Am 1. September wurde die Warschauer Straße offiziell wiedereröffnet. Damit wird
eine große Lücke im Radroutennetz geschlossen. Leider sind die neuen Schutzstreifen
schmal und werden häufig zugeparkt.

Die Situation in der belebten Hauptstraße in Friedrichshain hat sich für Radfahrende sichtbar verbessert, weil es nun durchgängig Radspuren gibt. Ausgewiesene Lieferzonen sollen vermeiden, dass Lieferfahrzeuge und Falschparker auf den Radspuren parken. Darüber hinaus wurden auf der Warschauer Straße mit der Baumaßnahme weitere Fahrradbügel aufgestellt.

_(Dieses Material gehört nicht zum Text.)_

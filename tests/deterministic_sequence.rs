use tile_snake::config::BoardConfig;
use tile_snake::game::GameSession;
use tile_snake::input::{GameInput, Heading};
use tile_snake::snake::{MovementEvent, Position, SegmentOrientation, Snake};

fn five_by_five(seed: u64) -> GameSession {
    let config = BoardConfig {
        columns: 5,
        rows: 5,
        apple_count: 3,
        cadence: 1,
        seed: Some(seed),
        ..BoardConfig::default()
    };
    GameSession::new(&config).expect("5x5 board should be valid")
}

#[test]
fn turn_up_after_moving_right() {
    let mut session = five_by_five(42);
    session.snake = Snake::from_segments(vec![Position { x: 2, y: 2 }], Heading::Right, 1);
    session.world.set_apples(vec![Position { x: 0, y: 4 }]);

    assert_eq!(session.tick().movement, MovementEvent::Moved);
    assert_eq!(session.snake.head(), Position { x: 3, y: 2 });

    assert!(session.apply_input(GameInput::Heading(Heading::Up)));
    assert_eq!(
        session.snake.orientations().last(),
        Some(SegmentOrientation::RightUp)
    );

    assert_eq!(session.tick().movement, MovementEvent::Moved);
    assert_eq!(session.snake.head(), Position { x: 3, y: 1 });
    assert_eq!(
        session.snake.orientations().collect::<Vec<_>>(),
        vec![
            SegmentOrientation::Right,
            SegmentOrientation::RightUp,
            SegmentOrientation::Up,
        ]
    );
}

#[test]
fn left_wall_clamps_head_but_still_moves() {
    let mut session = five_by_five(7);
    session.snake = Snake::from_segments(vec![Position { x: 0, y: 2 }], Heading::Left, 1);
    session.world.set_apples(vec![Position { x: 4, y: 4 }]);

    assert_eq!(session.tick().movement, MovementEvent::Moved);
    assert_eq!(session.snake.head(), Position { x: 0, y: 2 });
}

#[test]
fn eating_one_of_several_apples_does_not_refill() {
    let mut session = five_by_five(3);
    session.snake = Snake::from_segments(vec![Position { x: 2, y: 2 }], Heading::Right, 1);
    session.world.set_apples(vec![Position { x: 3, y: 2 }, Position { x: 0, y: 0 }]);

    let outcome = session.tick();

    assert_eq!(outcome.apples_eaten, 1);
    assert!(!outcome.refilled);
    assert_eq!(session.snake.length(), 4);
    assert_eq!(session.score, 1);
    assert_eq!(session.world.apples(), &[Position { x: 0, y: 0 }]);
}

#[test]
fn collecting_every_apple_refills_exactly_once() {
    let mut session = five_by_five(11);
    session.snake = Snake::from_segments(vec![Position { x: 0, y: 1 }], Heading::Right, 1);
    session.world.set_apples(vec![
        Position { x: 1, y: 1 },
        Position { x: 2, y: 1 },
        Position { x: 3, y: 1 },
    ]);

    let mut refills = 0;
    for _ in 0..3 {
        let outcome = session.tick();
        assert_eq!(outcome.apples_eaten, 1);
        if outcome.refilled {
            refills += 1;
        }
    }

    assert_eq!(refills, 1);
    assert_eq!(session.world.apples().len(), 3);
    assert_eq!(session.snake.length(), 6);
    assert_eq!(session.score, 3);
}

#[test]
fn body_never_exceeds_length_over_long_run() {
    let mut session = five_by_five(99);
    let turns = [Heading::Down, Heading::Left, Heading::Up, Heading::Right];

    for step in 0..400 {
        if step % 5 == 0 {
            session.apply_input(GameInput::Heading(turns[(step / 5) % turns.len()]));
        }

        let previous_head = session.snake.head();
        let heading = session.snake.heading();
        let previous_len = session.snake.len();
        let previous_length = session.snake.length();
        let outcome = session.tick();

        assert!(session.snake.len() <= session.snake.length());
        assert!(session.snake.head().is_within_bounds(session.bounds()));
        if outcome.movement == MovementEvent::Moved {
            assert_eq!(
                session.snake.head(),
                previous_head.stepped(heading).clamped(session.bounds())
            );
            assert_eq!(
                session.snake.len(),
                (previous_len + 1).min(previous_length)
            );
        }
    }
}
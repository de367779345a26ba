use rand::Rng;
use tracing::debug;

use crate::config::GridSize;
use crate::snake::Position;

/// Board dimensions and the apples currently on it.
///
/// Apples are drawn independently and uniformly, so two apples may share a
/// cell and an apple may land under the snake.
#[derive(Debug, Clone)]
pub struct GridWorld {
    bounds: GridSize,
    apple_count: usize,
    apples: Vec<Position>,
}

impl GridWorld {
    /// Creates an empty world; call [`GridWorld::spawn_initial`] to populate it.
    #[must_use]
    pub fn new(bounds: GridSize, apple_count: usize) -> Self {
        debug_assert!(bounds.width > 0 && bounds.height > 0);

        Self {
            bounds,
            apple_count,
            apples: Vec::with_capacity(apple_count),
        }
    }

    /// Replaces the apple set with `count` fresh random positions.
    pub fn spawn_initial<R: Rng + ?Sized>(&mut self, rng: &mut R, count: usize) {
        self.apples = spawn_apples(rng, self.bounds, count);
        debug!(count, "apples spawned");
    }

    /// Removes and returns every apple at `position`.
    pub fn collect_at(&mut self, position: Position) -> Vec<Position> {
        let (consumed, remaining): (Vec<Position>, Vec<Position>) = self
            .apples
            .iter()
            .partition(|apple| **apple == position);

        if !consumed.is_empty() {
            self.apples = remaining;
            debug!(
                x = position.x,
                y = position.y,
                eaten = consumed.len(),
                left = self.apples.len(),
                "apples collected"
            );
        }
        consumed
    }

    /// Spawns a full new set when no apples remain. Returns whether it did.
    ///
    /// A non-empty set is left untouched, so leftovers are never merged with a
    /// refill.
    pub fn refill_if_empty<R: Rng + ?Sized>(&mut self, rng: &mut R) -> bool {
        if !self.apples.is_empty() {
            return false;
        }

        self.spawn_initial(rng, self.apple_count);
        true
    }

    /// Places apples at explicit positions, replacing the current set.
    pub fn set_apples(&mut self, apples: Vec<Position>) {
        self.apples = apples;
    }

    #[must_use]
    pub fn apples(&self) -> &[Position] {
        &self.apples
    }

    #[must_use]
    pub fn bounds(&self) -> GridSize {
        self.bounds
    }
}

/// Draws `count` independent uniform positions inside `bounds`.
#[must_use]
pub fn spawn_apples<R: Rng + ?Sized>(
    rng: &mut R,
    bounds: GridSize,
    count: usize,
) -> Vec<Position> {
    (0..count)
        .map(|_| Position {
            x: rng.gen_range(0..i32::from(bounds.width)),
            y: rng.gen_range(0..i32::from(bounds.height)),
        })
        .collect()
}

In der Warschauer Straße gibt es jetzt Schutzstreifen und Ladezonen – leider häufig zugeparkt. Foto: ADFC Berlin

In der Warschauer Straße gibt es jetzt Schutzstreifen und Ladezonen – leider häufig zugeparkt. Foto: ADFC Berlin

Der ADFC kritisiert jedoch die geringe Breite der Radspuren: Sie sind mit 1,50 m zwar regelkonform, aber für den starken Radverkehr auf der Verbindung zu schmal. Radfahrer können sich nur überholen, wenn sie auf die stark befahrene Autospur wechseln. Deshalb fordert der ADFC an Hauptstraßen mindestens 2 m zuzüglich der Sicherheitsabstände zu parkenden und fahrenden Autos. Auch die Sicherheitsabstände betragen auf der der Warschauer Straße nur Mindestmaß, obwohl die Straße mit täglich 30.000 Autos einen hohen Anteil an Kraftfahrzeugen aufweist. Leider führt die Umgestaltung nicht dazu, den hohen Autoverkehr zu reduzieren und damit die Aufenthaltsqualität für die Anwohner und die vielen Passanten in der Warschauer Straße zu erhöhen. Verbesserungen in puncto Luftqualität und Verkehrslärm sind nicht in Sicht, zudem wurde in vielen Bereichen der Gehweg verengt. »Die Planung einer lebenswerten Stadt stellen wir uns anders vor«, sagt Franziska Schneider von der ADFC-Stadtteilgruppe
Friedrichshain-Kreuzberg. Um die Situation kurzfristig zu verbessern, schlägt die Stadtteilgruppe Tempo 30 vor.